(Stored items)
┄┄┄┄┄┄┄┄┄┄

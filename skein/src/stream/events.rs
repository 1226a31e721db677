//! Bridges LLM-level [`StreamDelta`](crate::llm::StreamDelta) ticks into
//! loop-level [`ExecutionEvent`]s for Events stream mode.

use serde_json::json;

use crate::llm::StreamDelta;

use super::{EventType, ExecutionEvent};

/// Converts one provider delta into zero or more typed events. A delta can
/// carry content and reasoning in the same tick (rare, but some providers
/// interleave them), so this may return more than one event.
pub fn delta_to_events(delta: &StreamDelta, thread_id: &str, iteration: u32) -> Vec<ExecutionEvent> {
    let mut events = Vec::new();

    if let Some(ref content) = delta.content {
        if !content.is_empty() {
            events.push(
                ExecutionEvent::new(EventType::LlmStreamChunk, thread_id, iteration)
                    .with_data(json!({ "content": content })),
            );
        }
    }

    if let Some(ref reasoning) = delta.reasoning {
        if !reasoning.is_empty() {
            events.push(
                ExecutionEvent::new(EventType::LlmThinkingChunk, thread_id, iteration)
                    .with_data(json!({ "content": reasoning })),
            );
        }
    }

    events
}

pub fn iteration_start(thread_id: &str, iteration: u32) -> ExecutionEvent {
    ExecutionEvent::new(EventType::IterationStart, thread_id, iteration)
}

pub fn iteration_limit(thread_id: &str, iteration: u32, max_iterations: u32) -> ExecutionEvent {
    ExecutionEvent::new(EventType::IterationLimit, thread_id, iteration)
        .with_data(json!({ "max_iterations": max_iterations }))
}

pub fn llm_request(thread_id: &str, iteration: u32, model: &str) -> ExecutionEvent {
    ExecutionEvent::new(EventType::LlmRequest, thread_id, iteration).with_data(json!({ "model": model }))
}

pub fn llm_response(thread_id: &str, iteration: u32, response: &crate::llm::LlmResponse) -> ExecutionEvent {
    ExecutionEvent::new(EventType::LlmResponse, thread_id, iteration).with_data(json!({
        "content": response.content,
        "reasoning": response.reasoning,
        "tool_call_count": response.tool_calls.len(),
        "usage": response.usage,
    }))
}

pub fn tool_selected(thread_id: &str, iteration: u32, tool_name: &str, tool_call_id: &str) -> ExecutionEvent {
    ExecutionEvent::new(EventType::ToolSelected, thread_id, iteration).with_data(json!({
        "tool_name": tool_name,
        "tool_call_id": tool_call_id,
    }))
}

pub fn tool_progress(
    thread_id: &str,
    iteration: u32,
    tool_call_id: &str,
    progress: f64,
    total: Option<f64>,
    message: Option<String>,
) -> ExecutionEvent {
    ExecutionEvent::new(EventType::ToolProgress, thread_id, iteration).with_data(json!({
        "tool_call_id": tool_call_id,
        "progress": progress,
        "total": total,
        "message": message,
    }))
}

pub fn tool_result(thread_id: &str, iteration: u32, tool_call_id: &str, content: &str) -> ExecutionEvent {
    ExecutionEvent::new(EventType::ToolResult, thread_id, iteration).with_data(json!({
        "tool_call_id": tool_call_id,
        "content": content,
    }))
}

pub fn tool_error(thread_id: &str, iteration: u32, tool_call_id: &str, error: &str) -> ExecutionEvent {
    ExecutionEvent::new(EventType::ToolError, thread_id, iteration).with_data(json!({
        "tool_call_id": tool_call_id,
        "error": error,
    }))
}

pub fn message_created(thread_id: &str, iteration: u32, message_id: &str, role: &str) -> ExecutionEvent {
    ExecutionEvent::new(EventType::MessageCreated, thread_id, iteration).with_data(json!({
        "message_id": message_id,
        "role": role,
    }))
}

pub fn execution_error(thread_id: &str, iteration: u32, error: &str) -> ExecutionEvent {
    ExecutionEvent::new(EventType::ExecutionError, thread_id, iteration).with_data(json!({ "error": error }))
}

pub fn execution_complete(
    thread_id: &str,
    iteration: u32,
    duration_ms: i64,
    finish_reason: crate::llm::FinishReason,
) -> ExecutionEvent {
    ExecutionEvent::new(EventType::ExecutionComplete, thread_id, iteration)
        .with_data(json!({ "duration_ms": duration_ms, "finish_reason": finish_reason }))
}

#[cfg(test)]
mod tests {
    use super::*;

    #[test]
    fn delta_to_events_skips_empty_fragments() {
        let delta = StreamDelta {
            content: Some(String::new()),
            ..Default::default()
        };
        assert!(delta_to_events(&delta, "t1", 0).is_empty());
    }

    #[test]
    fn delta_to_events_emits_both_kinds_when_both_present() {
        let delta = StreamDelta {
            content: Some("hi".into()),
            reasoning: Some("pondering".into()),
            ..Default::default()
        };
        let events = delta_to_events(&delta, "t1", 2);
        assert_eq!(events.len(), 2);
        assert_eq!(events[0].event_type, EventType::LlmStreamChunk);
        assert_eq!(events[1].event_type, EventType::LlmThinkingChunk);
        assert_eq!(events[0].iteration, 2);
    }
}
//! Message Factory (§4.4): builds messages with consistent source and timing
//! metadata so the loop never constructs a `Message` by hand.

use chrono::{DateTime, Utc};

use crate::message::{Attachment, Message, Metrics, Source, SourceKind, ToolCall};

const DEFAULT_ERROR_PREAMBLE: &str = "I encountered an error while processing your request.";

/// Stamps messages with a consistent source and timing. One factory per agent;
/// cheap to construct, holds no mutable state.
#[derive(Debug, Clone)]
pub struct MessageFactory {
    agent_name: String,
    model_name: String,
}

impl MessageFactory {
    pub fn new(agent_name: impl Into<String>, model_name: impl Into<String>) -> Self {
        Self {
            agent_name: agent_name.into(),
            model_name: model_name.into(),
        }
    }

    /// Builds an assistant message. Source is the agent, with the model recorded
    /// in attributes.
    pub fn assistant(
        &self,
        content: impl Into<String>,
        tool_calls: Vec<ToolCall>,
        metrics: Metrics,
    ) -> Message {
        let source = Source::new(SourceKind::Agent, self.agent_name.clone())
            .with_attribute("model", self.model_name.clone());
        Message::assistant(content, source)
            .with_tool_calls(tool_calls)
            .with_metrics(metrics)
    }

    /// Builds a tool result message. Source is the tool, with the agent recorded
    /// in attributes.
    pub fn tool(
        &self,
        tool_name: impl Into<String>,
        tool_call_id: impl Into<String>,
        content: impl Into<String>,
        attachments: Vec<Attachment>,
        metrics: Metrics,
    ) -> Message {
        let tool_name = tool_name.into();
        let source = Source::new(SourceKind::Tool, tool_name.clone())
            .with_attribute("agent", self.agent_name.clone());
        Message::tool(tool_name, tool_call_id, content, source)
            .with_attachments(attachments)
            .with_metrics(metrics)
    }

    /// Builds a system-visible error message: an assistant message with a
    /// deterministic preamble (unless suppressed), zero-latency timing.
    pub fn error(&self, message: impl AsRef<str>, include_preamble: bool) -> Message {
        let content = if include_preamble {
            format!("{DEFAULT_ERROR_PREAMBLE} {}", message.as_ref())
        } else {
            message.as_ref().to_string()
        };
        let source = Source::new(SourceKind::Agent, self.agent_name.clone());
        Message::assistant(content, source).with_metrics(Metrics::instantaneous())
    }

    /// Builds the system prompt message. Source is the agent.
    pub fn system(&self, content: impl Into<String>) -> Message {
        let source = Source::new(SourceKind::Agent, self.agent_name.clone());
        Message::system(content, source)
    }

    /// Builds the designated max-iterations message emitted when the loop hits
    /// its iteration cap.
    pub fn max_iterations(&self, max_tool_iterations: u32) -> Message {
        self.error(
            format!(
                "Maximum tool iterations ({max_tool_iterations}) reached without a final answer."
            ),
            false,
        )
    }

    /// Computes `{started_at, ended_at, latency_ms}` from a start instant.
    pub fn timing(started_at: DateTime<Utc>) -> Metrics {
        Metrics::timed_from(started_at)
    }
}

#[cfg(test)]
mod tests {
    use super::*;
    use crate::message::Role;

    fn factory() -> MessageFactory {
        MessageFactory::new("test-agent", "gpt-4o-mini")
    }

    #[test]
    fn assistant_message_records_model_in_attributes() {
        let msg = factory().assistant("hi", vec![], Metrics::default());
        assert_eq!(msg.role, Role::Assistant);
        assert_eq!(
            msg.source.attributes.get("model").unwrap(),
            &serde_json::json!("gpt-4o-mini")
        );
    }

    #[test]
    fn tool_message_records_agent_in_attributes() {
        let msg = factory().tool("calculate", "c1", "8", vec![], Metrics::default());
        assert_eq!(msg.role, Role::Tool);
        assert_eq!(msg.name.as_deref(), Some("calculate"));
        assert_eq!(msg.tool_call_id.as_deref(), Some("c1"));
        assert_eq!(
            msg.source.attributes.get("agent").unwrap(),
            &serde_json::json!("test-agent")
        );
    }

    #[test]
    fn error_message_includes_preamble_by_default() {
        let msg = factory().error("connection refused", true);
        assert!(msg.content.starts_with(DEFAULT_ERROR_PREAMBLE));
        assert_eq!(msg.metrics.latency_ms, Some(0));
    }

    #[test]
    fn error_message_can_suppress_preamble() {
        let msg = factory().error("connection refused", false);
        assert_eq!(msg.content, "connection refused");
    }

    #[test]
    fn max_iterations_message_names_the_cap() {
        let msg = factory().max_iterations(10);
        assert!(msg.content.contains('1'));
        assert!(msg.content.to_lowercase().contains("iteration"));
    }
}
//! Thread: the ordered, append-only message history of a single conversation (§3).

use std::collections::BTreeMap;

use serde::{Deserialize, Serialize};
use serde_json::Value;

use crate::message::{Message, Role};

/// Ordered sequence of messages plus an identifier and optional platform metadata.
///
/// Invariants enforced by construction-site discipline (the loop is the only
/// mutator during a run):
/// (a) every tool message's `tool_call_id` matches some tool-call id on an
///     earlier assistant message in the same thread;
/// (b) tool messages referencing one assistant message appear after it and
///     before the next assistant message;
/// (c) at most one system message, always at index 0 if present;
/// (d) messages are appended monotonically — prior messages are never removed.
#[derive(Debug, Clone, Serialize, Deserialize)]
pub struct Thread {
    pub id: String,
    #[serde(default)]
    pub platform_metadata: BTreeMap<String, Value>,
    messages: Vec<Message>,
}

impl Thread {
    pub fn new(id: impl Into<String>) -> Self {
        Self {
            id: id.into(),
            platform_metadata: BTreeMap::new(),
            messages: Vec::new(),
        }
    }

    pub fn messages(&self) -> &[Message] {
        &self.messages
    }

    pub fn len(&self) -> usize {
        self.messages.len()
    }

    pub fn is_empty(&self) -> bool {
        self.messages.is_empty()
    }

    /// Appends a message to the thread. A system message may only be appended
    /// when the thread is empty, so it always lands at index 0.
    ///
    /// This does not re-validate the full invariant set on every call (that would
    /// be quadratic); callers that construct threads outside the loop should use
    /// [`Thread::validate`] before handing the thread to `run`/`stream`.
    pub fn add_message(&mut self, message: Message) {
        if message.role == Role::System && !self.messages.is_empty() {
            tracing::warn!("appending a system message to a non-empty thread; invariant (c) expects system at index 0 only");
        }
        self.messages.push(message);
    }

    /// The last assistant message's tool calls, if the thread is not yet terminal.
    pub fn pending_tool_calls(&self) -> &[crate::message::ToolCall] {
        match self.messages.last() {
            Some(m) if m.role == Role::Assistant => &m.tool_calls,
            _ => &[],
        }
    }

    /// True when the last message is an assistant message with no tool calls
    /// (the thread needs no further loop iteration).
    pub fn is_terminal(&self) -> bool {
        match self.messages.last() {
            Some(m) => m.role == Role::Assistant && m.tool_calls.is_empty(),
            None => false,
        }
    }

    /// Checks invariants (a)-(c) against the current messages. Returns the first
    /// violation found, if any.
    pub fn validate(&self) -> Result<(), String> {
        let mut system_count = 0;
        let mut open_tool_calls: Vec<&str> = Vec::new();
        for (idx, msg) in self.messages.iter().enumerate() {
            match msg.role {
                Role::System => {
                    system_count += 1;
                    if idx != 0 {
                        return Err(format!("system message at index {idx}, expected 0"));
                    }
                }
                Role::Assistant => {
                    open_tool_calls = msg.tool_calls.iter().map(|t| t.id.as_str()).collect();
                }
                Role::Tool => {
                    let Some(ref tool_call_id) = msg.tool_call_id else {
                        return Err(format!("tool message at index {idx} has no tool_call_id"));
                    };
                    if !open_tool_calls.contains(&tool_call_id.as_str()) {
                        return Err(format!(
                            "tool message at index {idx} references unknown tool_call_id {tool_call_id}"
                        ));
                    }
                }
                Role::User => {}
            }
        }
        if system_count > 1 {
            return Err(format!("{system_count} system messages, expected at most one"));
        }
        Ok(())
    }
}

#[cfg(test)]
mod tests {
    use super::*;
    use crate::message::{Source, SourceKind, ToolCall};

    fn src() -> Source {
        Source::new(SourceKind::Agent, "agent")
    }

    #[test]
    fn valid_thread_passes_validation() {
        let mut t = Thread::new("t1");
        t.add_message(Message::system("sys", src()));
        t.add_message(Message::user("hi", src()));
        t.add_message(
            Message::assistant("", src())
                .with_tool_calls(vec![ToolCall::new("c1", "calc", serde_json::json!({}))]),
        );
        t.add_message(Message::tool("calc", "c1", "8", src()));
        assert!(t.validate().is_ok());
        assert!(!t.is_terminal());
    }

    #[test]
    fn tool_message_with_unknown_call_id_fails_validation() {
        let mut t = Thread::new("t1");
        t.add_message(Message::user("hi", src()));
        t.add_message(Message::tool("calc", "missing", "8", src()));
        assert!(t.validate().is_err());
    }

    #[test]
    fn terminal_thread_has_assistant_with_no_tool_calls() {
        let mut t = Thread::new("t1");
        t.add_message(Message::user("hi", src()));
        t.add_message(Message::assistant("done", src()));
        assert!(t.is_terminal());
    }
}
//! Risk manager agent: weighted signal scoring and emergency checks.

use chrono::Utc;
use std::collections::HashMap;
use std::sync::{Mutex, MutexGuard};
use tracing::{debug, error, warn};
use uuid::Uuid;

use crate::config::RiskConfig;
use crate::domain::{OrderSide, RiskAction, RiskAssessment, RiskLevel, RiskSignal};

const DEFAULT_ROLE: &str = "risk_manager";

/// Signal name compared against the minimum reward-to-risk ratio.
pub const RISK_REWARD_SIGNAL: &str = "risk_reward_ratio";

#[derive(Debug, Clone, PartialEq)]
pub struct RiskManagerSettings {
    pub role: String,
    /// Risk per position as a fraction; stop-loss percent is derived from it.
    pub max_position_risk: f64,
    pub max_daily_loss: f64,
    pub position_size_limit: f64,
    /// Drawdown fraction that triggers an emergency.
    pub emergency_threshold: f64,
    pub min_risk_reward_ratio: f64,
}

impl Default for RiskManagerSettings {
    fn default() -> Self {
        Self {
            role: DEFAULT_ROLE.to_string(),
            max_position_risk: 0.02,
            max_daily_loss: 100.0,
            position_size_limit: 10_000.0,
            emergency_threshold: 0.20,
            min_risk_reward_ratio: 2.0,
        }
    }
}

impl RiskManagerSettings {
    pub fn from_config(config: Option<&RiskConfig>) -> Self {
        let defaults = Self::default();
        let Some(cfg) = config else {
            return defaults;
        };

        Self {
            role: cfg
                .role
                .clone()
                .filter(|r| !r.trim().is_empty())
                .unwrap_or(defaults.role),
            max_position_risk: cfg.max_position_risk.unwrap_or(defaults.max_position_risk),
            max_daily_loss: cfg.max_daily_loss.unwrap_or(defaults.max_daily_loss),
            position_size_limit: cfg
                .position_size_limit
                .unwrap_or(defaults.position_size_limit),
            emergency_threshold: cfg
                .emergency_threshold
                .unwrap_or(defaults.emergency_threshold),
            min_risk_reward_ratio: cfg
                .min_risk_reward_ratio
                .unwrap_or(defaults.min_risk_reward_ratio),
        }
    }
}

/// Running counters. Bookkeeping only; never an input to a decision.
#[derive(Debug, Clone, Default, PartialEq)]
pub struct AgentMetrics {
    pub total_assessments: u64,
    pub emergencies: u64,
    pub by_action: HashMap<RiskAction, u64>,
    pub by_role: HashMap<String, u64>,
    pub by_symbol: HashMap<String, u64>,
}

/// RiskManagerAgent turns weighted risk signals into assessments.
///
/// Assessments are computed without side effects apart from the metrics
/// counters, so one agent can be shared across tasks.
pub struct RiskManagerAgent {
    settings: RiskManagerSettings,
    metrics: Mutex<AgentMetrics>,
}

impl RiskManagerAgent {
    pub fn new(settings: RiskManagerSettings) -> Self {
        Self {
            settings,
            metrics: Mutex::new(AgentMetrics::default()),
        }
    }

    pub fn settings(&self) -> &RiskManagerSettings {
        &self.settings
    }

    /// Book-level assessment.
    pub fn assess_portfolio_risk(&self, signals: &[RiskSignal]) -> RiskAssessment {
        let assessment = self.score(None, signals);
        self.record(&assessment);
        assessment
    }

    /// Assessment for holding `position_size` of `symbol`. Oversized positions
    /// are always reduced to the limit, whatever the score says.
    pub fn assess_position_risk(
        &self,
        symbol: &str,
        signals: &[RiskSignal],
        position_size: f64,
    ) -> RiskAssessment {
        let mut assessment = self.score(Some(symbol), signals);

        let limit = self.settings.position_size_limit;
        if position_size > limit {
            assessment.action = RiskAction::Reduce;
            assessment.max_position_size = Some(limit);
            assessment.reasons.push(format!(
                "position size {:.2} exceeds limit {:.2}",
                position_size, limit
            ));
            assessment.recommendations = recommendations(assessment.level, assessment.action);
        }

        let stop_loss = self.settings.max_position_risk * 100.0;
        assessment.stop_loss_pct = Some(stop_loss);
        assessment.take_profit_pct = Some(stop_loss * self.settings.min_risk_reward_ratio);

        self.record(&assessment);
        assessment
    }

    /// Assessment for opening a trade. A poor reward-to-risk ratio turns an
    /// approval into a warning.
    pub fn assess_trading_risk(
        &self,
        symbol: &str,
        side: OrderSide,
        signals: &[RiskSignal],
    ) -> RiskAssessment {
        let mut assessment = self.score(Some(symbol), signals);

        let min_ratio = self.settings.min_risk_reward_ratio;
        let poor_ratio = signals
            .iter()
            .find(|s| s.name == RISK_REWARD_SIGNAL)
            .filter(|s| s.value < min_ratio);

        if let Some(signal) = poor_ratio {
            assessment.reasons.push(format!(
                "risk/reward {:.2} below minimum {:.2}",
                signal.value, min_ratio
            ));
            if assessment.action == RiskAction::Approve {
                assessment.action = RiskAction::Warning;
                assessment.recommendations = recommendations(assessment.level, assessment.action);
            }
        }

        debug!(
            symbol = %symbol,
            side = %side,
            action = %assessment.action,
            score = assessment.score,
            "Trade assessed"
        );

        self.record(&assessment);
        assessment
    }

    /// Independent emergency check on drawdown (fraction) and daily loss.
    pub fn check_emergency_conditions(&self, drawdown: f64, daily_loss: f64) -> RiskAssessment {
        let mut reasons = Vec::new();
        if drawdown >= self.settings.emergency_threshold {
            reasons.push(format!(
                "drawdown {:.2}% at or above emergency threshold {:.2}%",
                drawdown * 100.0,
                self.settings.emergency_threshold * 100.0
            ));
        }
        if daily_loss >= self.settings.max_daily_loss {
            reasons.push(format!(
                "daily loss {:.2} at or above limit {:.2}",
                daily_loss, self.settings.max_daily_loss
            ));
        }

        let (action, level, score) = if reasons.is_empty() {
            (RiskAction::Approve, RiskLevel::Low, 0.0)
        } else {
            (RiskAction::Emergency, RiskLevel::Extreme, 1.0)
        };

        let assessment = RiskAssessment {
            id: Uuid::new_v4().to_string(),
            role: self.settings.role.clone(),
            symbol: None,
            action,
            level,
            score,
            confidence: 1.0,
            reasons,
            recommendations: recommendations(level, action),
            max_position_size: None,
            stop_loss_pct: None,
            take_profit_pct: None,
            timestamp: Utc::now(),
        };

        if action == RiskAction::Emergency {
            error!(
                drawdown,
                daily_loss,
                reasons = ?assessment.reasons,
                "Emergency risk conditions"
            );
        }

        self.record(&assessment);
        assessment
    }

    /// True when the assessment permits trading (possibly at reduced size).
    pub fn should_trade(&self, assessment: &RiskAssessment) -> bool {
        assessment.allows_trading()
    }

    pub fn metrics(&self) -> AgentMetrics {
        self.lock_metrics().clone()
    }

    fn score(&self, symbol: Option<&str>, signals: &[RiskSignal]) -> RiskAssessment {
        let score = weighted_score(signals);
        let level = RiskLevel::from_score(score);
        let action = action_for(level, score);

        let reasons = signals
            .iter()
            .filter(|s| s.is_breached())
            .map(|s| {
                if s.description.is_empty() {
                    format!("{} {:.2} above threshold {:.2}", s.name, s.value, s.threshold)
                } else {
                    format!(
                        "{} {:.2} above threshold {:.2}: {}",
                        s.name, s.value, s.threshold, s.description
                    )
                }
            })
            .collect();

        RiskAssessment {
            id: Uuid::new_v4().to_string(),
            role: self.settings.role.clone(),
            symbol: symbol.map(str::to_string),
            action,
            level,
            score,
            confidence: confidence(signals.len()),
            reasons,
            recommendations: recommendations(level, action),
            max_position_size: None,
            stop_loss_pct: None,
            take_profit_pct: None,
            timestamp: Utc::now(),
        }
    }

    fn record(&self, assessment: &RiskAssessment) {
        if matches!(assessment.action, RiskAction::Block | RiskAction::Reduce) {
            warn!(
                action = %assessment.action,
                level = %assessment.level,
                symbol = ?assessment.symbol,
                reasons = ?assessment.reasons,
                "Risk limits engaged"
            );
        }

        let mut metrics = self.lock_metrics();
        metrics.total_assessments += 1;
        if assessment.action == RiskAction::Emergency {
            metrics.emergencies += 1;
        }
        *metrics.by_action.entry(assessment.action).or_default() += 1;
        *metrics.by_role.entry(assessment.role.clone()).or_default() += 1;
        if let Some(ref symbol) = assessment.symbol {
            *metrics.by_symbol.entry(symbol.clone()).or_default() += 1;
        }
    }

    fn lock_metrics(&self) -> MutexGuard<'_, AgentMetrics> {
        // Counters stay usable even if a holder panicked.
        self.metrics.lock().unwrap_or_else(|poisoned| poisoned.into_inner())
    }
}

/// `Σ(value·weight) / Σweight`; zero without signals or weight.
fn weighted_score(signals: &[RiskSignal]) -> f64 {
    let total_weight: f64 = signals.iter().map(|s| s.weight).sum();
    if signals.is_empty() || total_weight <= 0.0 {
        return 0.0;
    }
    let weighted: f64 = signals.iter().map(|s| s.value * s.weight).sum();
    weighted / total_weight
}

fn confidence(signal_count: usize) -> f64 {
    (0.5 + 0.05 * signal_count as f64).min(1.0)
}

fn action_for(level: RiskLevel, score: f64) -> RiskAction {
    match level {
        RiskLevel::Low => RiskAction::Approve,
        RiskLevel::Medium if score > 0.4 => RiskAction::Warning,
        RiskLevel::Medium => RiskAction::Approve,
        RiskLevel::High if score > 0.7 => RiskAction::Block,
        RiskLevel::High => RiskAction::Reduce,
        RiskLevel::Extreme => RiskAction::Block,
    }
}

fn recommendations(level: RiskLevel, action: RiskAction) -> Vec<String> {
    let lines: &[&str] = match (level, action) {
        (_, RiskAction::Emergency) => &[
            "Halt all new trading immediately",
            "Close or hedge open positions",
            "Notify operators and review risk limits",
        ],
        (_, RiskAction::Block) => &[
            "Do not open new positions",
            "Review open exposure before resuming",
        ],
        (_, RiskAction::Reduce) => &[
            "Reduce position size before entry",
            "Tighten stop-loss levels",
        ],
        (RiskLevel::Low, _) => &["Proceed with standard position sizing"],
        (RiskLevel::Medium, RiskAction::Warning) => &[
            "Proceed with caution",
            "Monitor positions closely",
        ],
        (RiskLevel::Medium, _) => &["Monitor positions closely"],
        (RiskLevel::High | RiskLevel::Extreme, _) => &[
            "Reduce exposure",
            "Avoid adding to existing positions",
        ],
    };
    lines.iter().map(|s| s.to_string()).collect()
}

┄┄┄┄┄┄┄┄┄┄

## Task directions
Please copy every line in the entries where "emergencies" appears.

## Solved exercise
    pub emergencies: u64,
            metrics.emergencies += 1;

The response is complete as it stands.